• YOUR INSTRUCTIONS: Could you find every line in the entries below that holds the word "display" and copy it?

• MATERIAL FOR THIS EXERCISE:
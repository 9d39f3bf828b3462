//! Generation command.
//!
//! Runs the engine against a directory-backed project, rendering progress
//! while the run streams. Ctrl-C cancels the run.

use std::path::PathBuf;
use std::sync::Arc;

use anyhow::Context;
use pagesmith_models::GenerationClient;
use pagesmith_orchestrator::{Conversation, DirectoryProjectStore, GenerationEngine, PagesmithConfig};
use tokio::sync::mpsc;
use tokio_util::sync::CancellationToken;
use tracing::{info, warn};

use super::event_renderer::{spawn_event_renderer, RenderMode};
use super::load_config;

/// Options for the generate command.
#[derive(Debug, Clone, Default)]
pub struct GenerateOptions {
    /// The user's request
    pub request: String,
    /// Project directory
    pub project: PathBuf,
    /// Config file
    pub config: Option<PathBuf>,
    /// Model override
    pub model: Option<String>,
    /// Base URL override
    pub base_url: Option<String>,
    /// Deadline override in seconds
    pub deadline_secs: Option<u64>,
    /// Prior turns as JSON
    pub history: Option<PathBuf>,
    /// Print events as JSON lines
    pub json: bool,
}

impl GenerateOptions {
    /// Layer the command-line overrides on top of the loaded config.
    fn resolve_config(&self) -> anyhow::Result<PagesmithConfig> {
        let mut config = load_config(self.config.as_deref())?;
        if let Some(model) = &self.model {
            config.model.model.clone_from(model);
        }
        if let Some(url) = &self.base_url {
            config.model.base_url.clone_from(url);
        }
        if let Some(secs) = self.deadline_secs {
            config.engine.deadline_secs = secs;
        }
        if config.model.temperature.is_some() {
            config.engine.temperature = config.model.temperature;
        }
        config.engine.validate().context("Invalid engine settings")?;
        Ok(config)
    }

    fn load_history(&self) -> anyhow::Result<Conversation> {
        let Some(path) = &self.history else {
            let project_id = self
                .project
                .file_name()
                .map(|n| n.to_string_lossy().into_owned())
                .unwrap_or_default();
            return Ok(Conversation::new(project_id));
        };
        let content = std::fs::read_to_string(path)
            .with_context(|| format!("Failed to read history file {}", path.display()))?;
        serde_json::from_str(&content)
            .with_context(|| format!("Failed to parse history file {}", path.display()))
    }
}

/// Execute the generate command. Returns whether the run completed.
pub async fn execute(options: GenerateOptions) -> anyhow::Result<bool> {
    if options.request.trim().is_empty() {
        anyhow::bail!("Request must not be empty");
    }

    let config = options.resolve_config()?;
    let history = options.load_history()?;

    let client = GenerationClient::ollama(config.model.model.clone(), config.model.base_url.clone())
        .context("Failed to create generation client")?;
    let store = DirectoryProjectStore::new(&options.project);
    let engine = GenerationEngine::new(Arc::new(client), Arc::new(store), config.engine.clone())
        .with_max_tokens(config.model.max_tokens);

    info!(
        project = %options.project.display(),
        model = %config.model.model,
        base_url = %config.model.base_url,
        "Starting generation"
    );

    let cancel = CancellationToken::new();
    let interrupt = cancel.clone();
    let ctrl_c = tokio::spawn(async move {
        if tokio::signal::ctrl_c().await.is_ok() {
            warn!("Interrupted, cancelling run");
            interrupt.cancel();
        }
    });

    let mode = if options.json { RenderMode::JsonLines } else { RenderMode::Human };
    let (tx, rx) = mpsc::unbounded_channel();
    let renderer = spawn_event_renderer(rx, mode);

    let outcome = engine.run(&options.request, &history, &tx, cancel).await;

    drop(tx);
    ctrl_c.abort();
    if let Err(e) = renderer.await {
        warn!(error = %e, "Progress renderer stopped unexpectedly");
    }

    info!(run_id = %outcome.run_id, state = %outcome.state, attempts = outcome.attempts, "Run finished");
    Ok(outcome.is_complete())
}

• OUTPUT OF THE EXERCISE:
            .with_context(|| format!("Failed to read history file {}", path.display()))?;
            .with_context(|| format!("Failed to parse history file {}", path.display()))
        project = %options.project.display(),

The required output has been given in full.